The business reported a group revenue rise of 10% to £456.8m in its interim results for the year to 31 March, with Cathedral City sales up 6%, while adjusted profit before tax rose 3% to £62.3m. EBITDA was up 8% to £90.2m.
Clover and Frylight also saw revenues grow, up 7% and 13% respectively. The butters and spreads division saw overall growth, but the supplier admitted it had been a “challenging year” for the Country Life brand, which saw a volume decrease of 20% on flat revenues, primarily as a result of a halt in promotional activity due to rising wholesale butter costs. However, Allen stressed performance had improved since the turn of the year as butter market volatility eased.
Dairy Crest also restated its ambition to switch to 100% recyclable packaging by 2021/22. Some 80% of its packaging is currently recyclable.
But despite news of its investment plans and positive financial results, Allen insisted the business would not welcome any approaches.

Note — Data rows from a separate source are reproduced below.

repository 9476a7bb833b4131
pub mod file;
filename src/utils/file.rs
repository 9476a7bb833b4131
use std::path::Path;

use crate::models::FileId;

/// Name used when the server does not suggest one.
pub fn fallback_file_name(id: FileId) -> String {
    format!("file_{}", id)
}

/// Extracts the suggested file name from a `Content-Disposition` value.
///
/// `filename*=UTF-8''…` wins over `filename="…"`. Both are percent-decoded
/// because the server quotes names before sending them.
pub fn filename_from_content_disposition(value: &str) -> Option<String> {
    let mut plain = None;
    let mut extended = None;

    for param in value.split(';').map(str::trim) {
        let Some((key, raw)) = param.split_once('=') else {
            continue;
        };

        match key.trim().to_ascii_lowercase().as_str() {
            "filename*" => {
                let encoded = raw.trim().trim_matches('"');
                let encoded = encoded
                    .split_once("''")
                    .map(|(_, name)| name)
                    .unwrap_or(encoded);
                extended = Some(percent_decode(encoded));
            }
            "filename" => {
                plain = Some(percent_decode(raw.trim().trim_matches('"')));
            }
            _ => {}
        }
    }

    extended.or(plain).and_then(|name| sanitize_file_name(&name))
}

/// Reduces a server-supplied name to a bare file name so it cannot escape
/// the download directory.
pub fn sanitize_file_name(name: &str) -> Option<String> {
    let last = name
        .rsplit(|c| c == '/' || c == '\\')
        .next()
        .unwrap_or(name)
        .trim();

    if last.is_empty() || last == "." || last == ".." {
        return None;
    }

    Path::new(last)
        .file_name()
        .and_then(|n| n.to_str())
        .map(str::to_owned)
}

fn percent_decode(raw: &str) -> String {
    urlencoding::decode(raw)
        .map(|decoded| decoded.into_owned())
        .unwrap_or_else(|_| raw.to_string())
}

pub fn format_bytes(bytes: u64) -> String {
    const KB: u64 = 1024;
    const MB: u64 = KB * 1024;
    const GB: u64 = MB * 1024;

    if bytes >= GB {
        format!("{:.1} GB", bytes as f64 / GB as f64)
    } else if bytes >= MB {
        format!("{:.1} MB", bytes as f64 / MB as f64)
    } else if bytes >= KB {
        format!("{:.1} KB", bytes as f64 / KB as f64)
    } else {
        format!("{} B", bytes)
    }
}
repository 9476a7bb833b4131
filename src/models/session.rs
use serde::{Deserialize, Serialize};
use std::fmt;
use std::str::FromStr;

pub type UserId = u64;

/// Role of a registered account as the remote authority reports it.
#[derive(Debug, Clone, Copy, PartialEq, Eq, Hash, Serialize, Deserialize)]
#[serde(rename_all = "lowercase")]
pub enum AccountRole {
    User,
    Admin,
}

impl AccountRole {
    pub fn as_str(&self) -> &'static str {
        match self {
            AccountRole::User => "user",
            AccountRole::Admin => "admin",
        }
    }
}

impl fmt::Display for AccountRole {
    fn fmt(&self, f: &mut fmt::Formatter<'_>) -> fmt::Result {
        f.write_str(self.as_str())
    }
}

impl FromStr for AccountRole {
    type Err = String;

    fn from_str(s: &str) -> Result<Self, Self::Err> {
        match s.trim().to_ascii_lowercase().as_str() {
            "user" => Ok(AccountRole::User),
            "admin" => Ok(AccountRole::Admin),
            other => Err(format!("Unknown role '{}', expected 'user' or 'admin'", other)),
        }
    }
}

/// Privilege of whoever drives the client, including nobody.
#[derive(Debug, Clone, Copy, PartialEq, Eq, Hash, Serialize, Deserialize)]
#[serde(rename_all = "lowercase")]
pub enum Role {
    Guest,
    User,
    Admin,
}

impl From<AccountRole> for Role {
    fn from(role: AccountRole) -> Self {
        match role {
            AccountRole::User => Role::User,
            AccountRole::Admin => Role::Admin,
        }
    }
}

#[derive(Debug, Clone, Copy, PartialEq, Eq)]
pub enum SessionPhase {
    Guest,
    Authenticating,
    Authenticated,
}

/// The client's belief about who is signed in.
///
/// Fields are private: the only constructors keep `token == None` tied to
/// `role == Guest` and `user_id == None`.
#[derive(Debug, Clone, PartialEq, Eq)]
pub struct Session {
    token: Option<String>,
    role: Role,
    user_id: Option<UserId>,
}

impl Session {
    pub fn guest() -> Self {
        Self {
            token: None,
            role: Role::Guest,
            user_id: None,
        }
    }

    pub fn authenticated(token: String, role: AccountRole, user_id: Option<UserId>) -> Self {
        Self {
            token: Some(token),
            role: role.into(),
            user_id,
        }
    }

    pub fn token(&self) -> Option<&str> {
        self.token.as_deref()
    }

    pub fn role(&self) -> Role {
        self.role
    }

    pub fn user_id(&self) -> Option<UserId> {
        self.user_id
    }

    pub fn is_authenticated(&self) -> bool {
        self.token.is_some()
    }

    pub fn is_admin(&self) -> bool {
        self.role == Role::Admin
    }
}

impl Default for Session {
    fn default() -> Self {
        Self::guest()
    }
}

#[derive(Debug, Clone, Serialize)]
pub struct LoginRequest {
    pub username: String,
    pub password: String,
}

#[derive(Debug, Clone, Deserialize)]
pub struct LoginResponse {
    pub token: String,
    pub role: AccountRole,
    #[serde(default, rename = "userId", alias = "user_id", alias = "id_user")]
    pub user_id: Option<UserId>,
}

#[derive(Debug, Clone, Serialize)]
pub struct RegisterRequest {
    pub username: String,
    #[serde(rename = "fullName")]
    pub full_name: String,
    pub email: String,
    pub password: String,
}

“My job is not to search for a suitor. This investment sets up Dairy Crest for the next 10-15 years and, if anything, it should allow us to be more acquisitive.”
News of the investment was given a positive response by investment bank Jefferies. Analyst Martin Deboo said Dairy Crest had a “decent year”, but added it was “regrettable” its balance sheet position hadn’t proved capable of funding its investment “from internal sources”.